## EXERCISE
Give back all the data below exactly as it is shown.

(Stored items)
○ ○ ○ ○ ○ ○ ○
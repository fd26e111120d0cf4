#![forbid(unsafe_code)]

//! Tunable parameters for the navigation engine.
//!
//! Every field defaults to the empirically tuned value the engine ships
//! with, so `NavConfig::default()` is the reference behavior. With the
//! `policy-config` feature the config can be loaded from TOML or JSON:
//!
//! ```toml
//! # padnav.toml
//! direction_threshold = 24.0
//! debounce_ms = 80
//! ```
//!
//! ```rust,ignore
//! let config = NavConfig::from_toml_file("padnav.toml")?;
//! ```

#[cfg(feature = "policy-config")]
use std::path::Path;
use std::time::Duration;

#[cfg(feature = "policy-config")]
use serde::{Deserialize, Serialize};

use padnav_core::geometry::DEFAULT_DIRECTION_THRESHOLD;

/// Default tolerance (layout units) for grouping grid cells into a row or
/// column.
pub const DEFAULT_CLUSTER_TOLERANCE: f64 = 10.0;

/// Default maximum focus-history depth.
pub const DEFAULT_HISTORY_CAPACITY: usize = 50;

/// Engine configuration.
#[derive(Debug, Clone, PartialEq)]
#[cfg_attr(feature = "policy-config", derive(Serialize, Deserialize))]
#[cfg_attr(feature = "policy-config", serde(default))]
pub struct NavConfig {
    /// Minimum displacement along the movement axis. Default: 20.
    pub direction_threshold: f64,
    /// Row/column clustering tolerance for implicit grids. Default: 10.
    pub cluster_tolerance: f64,
    /// Weight of the angular deviation in the composite score. Default: 2.
    pub angle_weight: f64,
    /// Focus-history capacity. Default: 50.
    pub history_capacity: usize,
    /// Trailing-edge debounce window for directional input. Default: 50ms.
    pub debounce_ms: u64,
    /// Per-gesture latency budget; slower gestures are logged. Default: 16ms.
    pub frame_budget_ms: u64,
    /// Delay callers wait after a screen transition before trusting the
    /// candidate set. Default: 100ms.
    pub settle_delay_ms: u64,
}

impl Default for NavConfig {
    fn default() -> Self {
        Self {
            direction_threshold: DEFAULT_DIRECTION_THRESHOLD,
            cluster_tolerance: DEFAULT_CLUSTER_TOLERANCE,
            angle_weight: 2.0,
            history_capacity: DEFAULT_HISTORY_CAPACITY,
            debounce_ms: 50,
            frame_budget_ms: 16,
            settle_delay_ms: 100,
        }
    }
}

impl NavConfig {
    #[inline]
    pub fn debounce(&self) -> Duration {
        Duration::from_millis(self.debounce_ms)
    }

    #[inline]
    pub fn frame_budget(&self) -> Duration {
        Duration::from_millis(self.frame_budget_ms)
    }

    #[inline]
    pub fn settle_delay(&self) -> Duration {
        Duration::from_millis(self.settle_delay_ms)
    }

    /// Load from a TOML string.
    #[cfg(feature = "policy-config")]
    pub fn from_toml_str(s: &str) -> Result<Self, NavConfigError> {
        let config: Self = toml::from_str(s).map_err(NavConfigError::Toml)?;
        config.checked()
    }

    /// Load from a TOML file on disk.
    #[cfg(feature = "policy-config")]
    pub fn from_toml_file(path: impl AsRef<Path>) -> Result<Self, NavConfigError> {
        let content = std::fs::read_to_string(path.as_ref()).map_err(NavConfigError::Io)?;
        Self::from_toml_str(&content)
    }

    /// Load from a JSON string.
    #[cfg(feature = "policy-config")]
    pub fn from_json_str(s: &str) -> Result<Self, NavConfigError> {
        let config: Self = serde_json::from_str(s).map_err(NavConfigError::Json)?;
        config.checked()
    }

    /// Load from a JSON file on disk.
    #[cfg(feature = "policy-config")]
    pub fn from_json_file(path: impl AsRef<Path>) -> Result<Self, NavConfigError> {
        let content = std::fs::read_to_string(path.as_ref()).map_err(NavConfigError::Io)?;
        Self::from_json_str(&content)
    }

    /// Validate all parameters are within acceptable ranges.
    ///
    /// Returns a list of validation errors. An empty list means the config
    /// is valid.
    #[must_use]
    pub fn validate(&self) -> Vec<String> {
        let mut errors = Vec::new();
        if !self.direction_threshold.is_finite() || self.direction_threshold < 0.0 {
            errors.push(format!(
                "direction_threshold must be a finite value >= 0, got {}",
                self.direction_threshold
            ));
        }
        if !self.cluster_tolerance.is_finite() || self.cluster_tolerance < 0.0 {
            errors.push(format!(
                "cluster_tolerance must be a finite value >= 0, got {}",
                self.cluster_tolerance
            ));
        }
        if !self.angle_weight.is_finite() || self.angle_weight < 0.0 {
            errors.push(format!(
                "angle_weight must be a finite value >= 0, got {}",
                self.angle_weight
            ));
        }
        if self.history_capacity == 0 {
            errors.push("history_capacity must be > 0".to_string());
        }
        if self.frame_budget_ms == 0 {
            errors.push("frame_budget_ms must be > 0".to_string());
        }
        errors
    }

    /// `self` if valid, otherwise the collected validation errors.
    pub fn checked(self) -> Result<Self, NavConfigError> {
        let errors = self.validate();
        if errors.is_empty() {
            Ok(self)
        } else {
            Err(NavConfigError::Validation(errors))
        }
    }
}

/// Errors that can occur when loading a navigation configuration.
#[derive(Debug)]
pub enum NavConfigError {
    /// I/O error reading a file.
    Io(std::io::Error),
    /// TOML parse error.
    #[cfg(feature = "policy-config")]
    Toml(toml::de::Error),
    /// JSON parse error.
    #[cfg(feature = "policy-config")]
    Json(serde_json::Error),
    /// Validation errors.
    Validation(Vec<String>),
}

impl std::fmt::Display for NavConfigError {
    fn fmt(&self, f: &mut std::fmt::Formatter<'_>) -> std::fmt::Result {
        match self {
            Self::Io(e) => write!(f, "I/O error: {e}"),
            #[cfg(feature = "policy-config")]
            Self::Toml(e) => write!(f, "TOML parse error: {e}"),
            #[cfg(feature = "policy-config")]
            Self::Json(e) => write!(f, "JSON parse error: {e}"),
            Self::Validation(errors) => {
                write!(f, "validation errors: {}", errors.join("; "))
            }
        }
    }
}

impl std::error::Error for NavConfigError {
    fn source(&self) -> Option<&(dyn std::error::Error + 'static)> {
        match self {
            Self::Io(e) => Some(e),
            #[cfg(feature = "policy-config")]
            Self::Toml(e) => Some(e),
            #[cfg(feature = "policy-config")]
            Self::Json(e) => Some(e),
            Self::Validation(_) => None,
        }
    }
}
○ ○ ○ ○ ○ ○ ○
## SOLUTION TO THE PROBLEM
repository fd26e111120d0cf4
#![forbid(unsafe_code)]

//! Tunable parameters for the navigation engine.
//!
//! Every field defaults to the empirically tuned value the engine ships
//! with, so `NavConfig::default()` is the reference behavior. With the
//! `policy-config` feature the config can be loaded from TOML or JSON:
//!
//! ```toml
//! # padnav.toml
//! direction_threshold = 24.0
//! debounce_ms = 80
//! ```
//!
//! ```rust,ignore
//! let config = NavConfig::from_toml_file("padnav.toml")?;
//! ```

#[cfg(feature = "policy-config")]
use std::path::Path;
use std::time::Duration;

#[cfg(feature = "policy-config")]
use serde::{Deserialize, Serialize};

use padnav_core::geometry::DEFAULT_DIRECTION_THRESHOLD;

/// Default tolerance (layout units) for grouping grid cells into a row or
/// column.
pub const DEFAULT_CLUSTER_TOLERANCE: f64 = 10.0;

/// Default maximum focus-history depth.
pub const DEFAULT_HISTORY_CAPACITY: usize = 50;

/// Engine configuration.
#[derive(Debug, Clone, PartialEq)]
#[cfg_attr(feature = "policy-config", derive(Serialize, Deserialize))]
#[cfg_attr(feature = "policy-config", serde(default))]
pub struct NavConfig {
    /// Minimum displacement along the movement axis. Default: 20.
    pub direction_threshold: f64,
    /// Row/column clustering tolerance for implicit grids. Default: 10.
    pub cluster_tolerance: f64,
    /// Weight of the angular deviation in the composite score. Default: 2.
    pub angle_weight: f64,
    /// Focus-history capacity. Default: 50.
    pub history_capacity: usize,
    /// Trailing-edge debounce window for directional input. Default: 50ms.
    pub debounce_ms: u64,
    /// Per-gesture latency budget; slower gestures are logged. Default: 16ms.
    pub frame_budget_ms: u64,
    /// Delay callers wait after a screen transition before trusting the
    /// candidate set. Default: 100ms.
    pub settle_delay_ms: u64,
}

impl Default for NavConfig {
    fn default() -> Self {
        Self {
            direction_threshold: DEFAULT_DIRECTION_THRESHOLD,
            cluster_tolerance: DEFAULT_CLUSTER_TOLERANCE,
            angle_weight: 2.0,
            history_capacity: DEFAULT_HISTORY_CAPACITY,
            debounce_ms: 50,
            frame_budget_ms: 16,
            settle_delay_ms: 100,
        }
    }
}

impl NavConfig {
    #[inline]
    pub fn debounce(&self) -> Duration {
        Duration::from_millis(self.debounce_ms)
    }

    #[inline]
    pub fn frame_budget(&self) -> Duration {
        Duration::from_millis(self.frame_budget_ms)
    }

    #[inline]
    pub fn settle_delay(&self) -> Duration {
        Duration::from_millis(self.settle_delay_ms)
    }

    /// Load from a TOML string.
    #[cfg(feature = "policy-config")]
    pub fn from_toml_str(s: &str) -> Result<Self, NavConfigError> {
        let config: Self = toml::from_str(s).map_err(NavConfigError::Toml)?;
        config.checked()
    }

    /// Load from a TOML file on disk.
    #[cfg(feature = "policy-config")]
    pub fn from_toml_file(path: impl AsRef<Path>) -> Result<Self, NavConfigError> {
        let content = std::fs::read_to_string(path.as_ref()).map_err(NavConfigError::Io)?;
        Self::from_toml_str(&content)
    }

    /// Load from a JSON string.
    #[cfg(feature = "policy-config")]
    pub fn from_json_str(s: &str) -> Result<Self, NavConfigError> {
        let config: Self = serde_json::from_str(s).map_err(NavConfigError::Json)?;
        config.checked()
    }

    /// Load from a JSON file on disk.
    #[cfg(feature = "policy-config")]
    pub fn from_json_file(path: impl AsRef<Path>) -> Result<Self, NavConfigError> {
        let content = std::fs::read_to_string(path.as_ref()).map_err(NavConfigError::Io)?;
        Self::from_json_str(&content)
    }

    /// Validate all parameters are within acceptable ranges.
    ///
    /// Returns a list of validation errors. An empty list means the config
    /// is valid.
    #[must_use]
    pub fn validate(&self) -> Vec<String> {
        let mut errors = Vec::new();
        if !self.direction_threshold.is_finite() || self.direction_threshold < 0.0 {
            errors.push(format!(
                "direction_threshold must be a finite value >= 0, got {}",
                self.direction_threshold
            ));
        }
        if !self.cluster_tolerance.is_finite() || self.cluster_tolerance < 0.0 {
            errors.push(format!(
                "cluster_tolerance must be a finite value >= 0, got {}",
                self.cluster_tolerance
            ));
        }
        if !self.angle_weight.is_finite() || self.angle_weight < 0.0 {
            errors.push(format!(
                "angle_weight must be a finite value >= 0, got {}",
                self.angle_weight
            ));
        }
        if self.history_capacity == 0 {
            errors.push("history_capacity must be > 0".to_string());
        }
        if self.frame_budget_ms == 0 {
            errors.push("frame_budget_ms must be > 0".to_string());
        }
        errors
    }

    /// `self` if valid, otherwise the collected validation errors.
    pub fn checked(self) -> Result<Self, NavConfigError> {
        let errors = self.validate();
        if errors.is_empty() {
            Ok(self)
        } else {
            Err(NavConfigError::Validation(errors))
        }
    }
}

/// Errors that can occur when loading a navigation configuration.
#[derive(Debug)]
pub enum NavConfigError {
    /// I/O error reading a file.
    Io(std::io::Error),
    /// TOML parse error.
    #[cfg(feature = "policy-config")]
    Toml(toml::de::Error),
    /// JSON parse error.
    #[cfg(feature = "policy-config")]
    Json(serde_json::Error),
    /// Validation errors.
    Validation(Vec<String>),
}

impl std::fmt::Display for NavConfigError {
    fn fmt(&self, f: &mut std::fmt::Formatter<'_>) -> std::fmt::Result {
        match self {
            Self::Io(e) => write!(f, "I/O error: {e}"),
            #[cfg(feature = "policy-config")]
            Self::Toml(e) => write!(f, "TOML parse error: {e}"),
            #[cfg(feature = "policy-config")]
            Self::Json(e) => write!(f, "JSON parse error: {e}"),
            Self::Validation(errors) => {
                write!(f, "validation errors: {}", errors.join("; "))
            }
        }
    }
}

impl std::error::Error for NavConfigError {
    fn source(&self) -> Option<&(dyn std::error::Error + 'static)> {
        match self {
            Self::Io(e) => Some(e),
            #[cfg(feature = "policy-config")]
            Self::Toml(e) => Some(e),
            #[cfg(feature = "policy-config")]
            Self::Json(e) => Some(e),
            Self::Validation(_) => None,
        }
    }
}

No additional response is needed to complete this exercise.